I had a vague memory of us laughing in a noodle bar.
We are friends, yes?
And then I took a deep breath, called the little dog to me to fasten his lead, and headed out into the rain.
In the end, it was the girls at the Vintage Clothes Emporium who offered me paid employment. A container of stuff was arriving from Florida – several wardrobes’ worth – and they needed an extra pair of hands to go over each item before it hit the shelves, sew on missing buttons and make sure everything that went out on the rails was steam-pressed and clean in time for a vintage clothes fair at the end of April. (Articles that didn’t smell fresh were the most commonly returned.) The pay was minimum wage but the company was good, the coffee free, and they would give me a 20 per cent discount on anything I wanted to buy.
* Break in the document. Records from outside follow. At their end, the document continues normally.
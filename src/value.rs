//! # Domain Value Type
//!
//! The closed set of literal values a column can hold. Every condition
//! value, insert/update payload entry, and raw-SQL parameter reduces to
//! [`Value`] (or an ordered sequence of it for membership predicates), and
//! binding to the driver happens in exactly one place: [`bind_values`].

use chrono::NaiveDateTime;
use serde::{Serialize, Serializer};
use sqlx::postgres::{PgArguments, PgRow};
use sqlx::query::Query;
use sqlx::{Postgres, Row, TypeInfo, ValueRef};
use uuid::Uuid;

use crate::error::{QuarryError, Result};

/// A literal column value.
#[derive(Debug, Clone, PartialEq)]
pub enum Value {
    Text(String),
    Bool(bool),
    Int(i32),
    BigInt(i64),
    Float(f32),
    Double(f64),
    Timestamp(NaiveDateTime),
    Uuid(Uuid),
    Null,
}

/// The semantic type of a column, used by the schema registry.
#[derive(Debug, Clone, Copy, PartialEq, Eq)]
pub enum ValueKind {
    Text,
    Bool,
    Int,
    BigInt,
    Float,
    Double,
    Timestamp,
    Uuid,
}

impl Value {
    pub fn is_null(&self) -> bool {
        matches!(self, Value::Null)
    }

    /// The kind of this value; `None` for null.
    pub fn kind(&self) -> Option<ValueKind> {
        match self {
            Value::Text(_) => Some(ValueKind::Text),
            Value::Bool(_) => Some(ValueKind::Bool),
            Value::Int(_) => Some(ValueKind::Int),
            Value::BigInt(_) => Some(ValueKind::BigInt),
            Value::Float(_) => Some(ValueKind::Float),
            Value::Double(_) => Some(ValueKind::Double),
            Value::Timestamp(_) => Some(ValueKind::Timestamp),
            Value::Uuid(_) => Some(ValueKind::Uuid),
            Value::Null => None,
        }
    }

    /// Read one column of a fetched row as a [`Value`], dispatching on the
    /// column's Postgres type. Used for raw value tuples and for cursor
    /// extraction in keyset pagination.
    pub fn from_row_column(row: &PgRow, column: &str) -> Result<Value> {
        let raw = row.try_get_raw(column)?;
        if raw.is_null() {
            return Ok(Value::Null);
        }
        let type_name = raw.type_info().name().to_string();

        match type_name.as_str() {
            "TEXT" | "VARCHAR" | "CHAR" | "BPCHAR" | "NAME" => {
                Ok(Value::Text(row.try_get(column)?))
            }
            "BOOL" => Ok(Value::Bool(row.try_get(column)?)),
            "INT2" => Ok(Value::Int(i32::from(row.try_get::<i16, _>(column)?))),
            "INT4" => Ok(Value::Int(row.try_get(column)?)),
            "INT8" => Ok(Value::BigInt(row.try_get(column)?)),
            "FLOAT4" => Ok(Value::Float(row.try_get(column)?)),
            "FLOAT8" => Ok(Value::Double(row.try_get(column)?)),
            "TIMESTAMP" => Ok(Value::Timestamp(row.try_get(column)?)),
            "TIMESTAMPTZ" => Ok(Value::Timestamp(
                row.try_get::<chrono::DateTime<chrono::Utc>, _>(column)?
                    .naive_utc(),
            )),
            "UUID" => Ok(Value::Uuid(row.try_get(column)?)),
            other => Err(QuarryError::usage(format!(
                "column {column} has unsupported type {other} for literal decoding"
            ))),
        }
    }
}

/// Bind an ordered argument list onto a prepared query, in positional order.
pub fn bind_values<'q>(
    mut query: Query<'q, Postgres, PgArguments>,
    args: &[Value],
) -> Query<'q, Postgres, PgArguments> {
    for value in args {
        query = match value {
            Value::Text(v) => query.bind(v.clone()),
            Value::Bool(v) => query.bind(*v),
            Value::Int(v) => query.bind(*v),
            Value::BigInt(v) => query.bind(*v),
            Value::Float(v) => query.bind(*v),
            Value::Double(v) => query.bind(*v),
            Value::Timestamp(v) => query.bind(*v),
            Value::Uuid(v) => query.bind(*v),
            Value::Null => query.bind(Option::<String>::None),
        };
    }
    query
}

impl Serialize for Value {
    fn serialize<S: Serializer>(&self, serializer: S) -> std::result::Result<S::Ok, S::Error> {
        match self {
            Value::Text(v) => serializer.serialize_str(v),
            Value::Bool(v) => serializer.serialize_bool(*v),
            Value::Int(v) => serializer.serialize_i32(*v),
            Value::BigInt(v) => serializer.serialize_i64(*v),
            Value::Float(v) => serializer.serialize_f32(*v),
            Value::Double(v) => serializer.serialize_f64(*v),
            Value::Timestamp(v) => {
                serializer.serialize_str(&v.format("%Y-%m-%dT%H:%M:%S%.6f").to_string())
            }
            Value::Uuid(v) => serializer.serialize_str(&v.to_string()),
            Value::Null => serializer.serialize_none(),
        }
    }
}

impl From<&str> for Value {
    fn from(v: &str) -> Self {
        Value::Text(v.to_string())
    }
}

impl From<String> for Value {
    fn from(v: String) -> Self {
        Value::Text(v)
    }
}

impl From<bool> for Value {
    fn from(v: bool) -> Self {
        Value::Bool(v)
    }
}

impl From<i32> for Value {
    fn from(v: i32) -> Self {
        Value::Int(v)
    }
}

impl From<i64> for Value {
    fn from(v: i64) -> Self {
        Value::BigInt(v)
    }
}

impl From<f32> for Value {
    fn from(v: f32) -> Self {
        Value::Float(v)
    }
}

impl From<f64> for Value {
    fn from(v: f64) -> Self {
        Value::Double(v)
    }
}

impl From<NaiveDateTime> for Value {
    fn from(v: NaiveDateTime) -> Self {
        Value::Timestamp(v)
    }
}

impl From<Uuid> for Value {
    fn from(v: Uuid) -> Self {
        Value::Uuid(v)
    }
}

impl<T: Into<Value>> From<Option<T>> for Value {
    fn from(v: Option<T>) -> Self {
        match v {
            Some(inner) => inner.into(),
            None => Value::Null,
        }
    }
}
My appetite for purchasing new clothes had diminished along with my lack of accommodation, but I said yes gladly and, once I was sure Mrs De Witt was stable enough to walk Dean Martin at least to the end of the block and back by herself, I would head to the store every Tuesday at ten a.m. and spend the day in their back room, cleaning, sewing and chatting to the girls during their cigarette breaks, which seemed to happen every fifteen minutes or so.
Margot – I was forbidden to call her Mrs De Witt any more: ‘You’re living in my home, for goodness’ sake’ – listened carefully when I told her of my new role, then asked what I was using to repair the clothes. I described the huge plastic box of old buttons and zips but added that the whole thing was such a chaotic mess that I often couldn’t find a match, and rarely more than three of the same type of button. She rose heavily from her chair and motioned to me to follow. I walked very close to her, these days – she didn’t seem completely steady on her feet, and frequently listed to one side, like a badly loaded ship in high seas. But she made it, her hand trailing the wall for extra stability.
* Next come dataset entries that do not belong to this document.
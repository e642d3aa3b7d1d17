//! # Schema Registry
//!
//! A runtime mapping from model name to its ordered column descriptors,
//! consulted by insert compilation (auto-generated columns never appear in
//! compiled column lists) and by raw-tuple decoding. Constructed explicitly
//! and passed down; there is no process-wide singleton. Entries initialize
//! lazily, at most once.

use std::collections::HashMap;
use std::sync::Arc;

use parking_lot::RwLock;

use crate::value::ValueKind;

/// One column of a model's table.
#[derive(Debug, Clone, PartialEq)]
pub struct ColumnDescriptor {
    pub name: String,
    pub kind: ValueKind,
    pub nullable: bool,
    /// Populated by the database (serial keys, defaulted timestamps);
    /// excluded from insert payloads.
    pub auto_generated: bool,
}

impl ColumnDescriptor {
    pub fn new(name: impl Into<String>, kind: ValueKind) -> Self {
        Self {
            name: name.into(),
            kind,
            nullable: false,
            auto_generated: false,
        }
    }

    pub fn nullable(mut self) -> Self {
        self.nullable = true;
        self
    }

    pub fn auto_generated(mut self) -> Self {
        self.auto_generated = true;
        self
    }
}

#[derive(Debug, Default)]
pub struct SchemaRegistry {
    models: RwLock<HashMap<String, Arc<Vec<ColumnDescriptor>>>>,
}

impl SchemaRegistry {
    pub fn new() -> Self {
        Self::default()
    }

    /// Look up a registered model's columns.
    pub fn columns(&self, model: &str) -> Option<Arc<Vec<ColumnDescriptor>>> {
        self.models.read().get(model).cloned()
    }

    /// Return the registered columns for `model`, initializing them with
    /// `init` on first access. Later calls return the original entry even
    /// if they race; `init` runs at most once per winning writer.
    pub fn get_or_register<F>(&self, model: &str, init: F) -> Arc<Vec<ColumnDescriptor>>
    where
        F: FnOnce() -> Vec<ColumnDescriptor>,
    {
        if let Some(existing) = self.columns(model) {
            return existing;
        }
        let mut models = self.models.write();
        if let Some(existing) = models.get(model) {
            return existing.clone();
        }
        let columns = Arc::new(init());
        models.insert(model.to_string(), columns.clone());
        columns
    }

    /// Names of auto-generated columns for `model`; empty when unregistered.
    pub fn auto_generated(&self, model: &str) -> Vec<String> {
        self.columns(model)
            .map(|columns| {
                columns
                    .iter()
                    .filter(|c| c.auto_generated)
                    .map(|c| c.name.clone())
                    .collect()
            })
            .unwrap_or_default()
    }
}
//! Change-notification interface boundary.
//!
//! Thin listen/unlisten plumbing over Postgres NOTIFY channels. One
//! channel per table, named `quarry_changes_<table>`. Publishing (trigger
//! or application side) is an external collaborator; this module only
//! carries notifications to the process.

use sqlx::postgres::PgListener;
use sqlx::PgPool;
use tracing::debug;

use crate::error::Result;

/// A received change notification.
#[derive(Debug, Clone, PartialEq)]
pub struct ChangeNotification {
    pub table: String,
    pub payload: String,
}

/// Subscribes to per-table change channels.
pub struct TableListener {
    listener: PgListener,
}

impl TableListener {
    pub async fn connect(pool: &PgPool) -> Result<Self> {
        let listener = PgListener::connect_with(pool).await?;
        Ok(Self { listener })
    }

    fn channel_for(table: &str) -> String {
        format!("quarry_changes_{table}")
    }

    fn table_for(channel: &str) -> String {
        channel
            .strip_prefix("quarry_changes_")
            .unwrap_or(channel)
            .to_string()
    }

    pub async fn listen(&mut self, table: &str) -> Result<()> {
        let channel = Self::channel_for(table);
        debug!(channel = %channel, "listen");
        self.listener.listen(&channel).await?;
        Ok(())
    }

    pub async fn unlisten(&mut self, table: &str) -> Result<()> {
        let channel = Self::channel_for(table);
        debug!(channel = %channel, "unlisten");
        self.listener.unlisten(&channel).await?;
        Ok(())
    }

    /// Wait for the next notification on any subscribed table.
    pub async fn recv(&mut self) -> Result<ChangeNotification> {
        let notification = self.listener.recv().await?;
        Ok(ChangeNotification {
            table: Self::table_for(notification.channel()),
            payload: notification.payload().to_string(),
        })
    }
}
‘Under that bed, dear. No, there. There are two chests. That’s it.’ I knelt and wrenched out two heavy wooden boxes with lids. Opening them, I found them filled to the brim with rows of buttons, zips, tapes and fringes. There were hooks and eyes, fastenings of every type, all neatly separated and labelled, brass naval buttons and tiny Chinese ones, covered with bright silk, bone and shell, sewn neatly onto little strips of card. In the cushioned lid sat sprays of pins, rows of different-sized needles, and an assortment of silk threads on tiny pegs. I ran my fingers across them reverently.
‘I was given those for my fourteenth birthday. My grandfather had them shipped from Hong Kong. If you get stuck you can check in there. I used to take the buttons and zippers from everything I didn’t wear any more, you know. That way if you lose a button from something nice, and can’t replace it, you always have a full set that you can sew on instead.’
‘But won’t you need them?’
She waved her good hand. ‘Oh, my fingers are far too clumsy for sewing now. Half the time I can’t even work the buttonholes. And so few people bother with fixing buttons and zippers these days – they just throw their clothes in the trash and buy something awful from one of those discount stores. You take them, dear. It would be nice to feel they were useful.’
So, by luck and perhaps a little by design, I now had two jobs that I loved. And with them I found a kind of contentment. Every Tuesday evening I would bring home a few items of clothing in a chequered laundry bag of plastic webbing, and while Margot napped, or watched television, I would carefully remove all the remaining buttons on each item and sew on a new set, holding them up afterwards for her approval.
‘You sew quite nicely,’ she remarked, peering at my stitches through her spectacles, as we sat in front of Wheel of Fortune. ‘I thought you’d be as dreadful at it as you are at everything else.’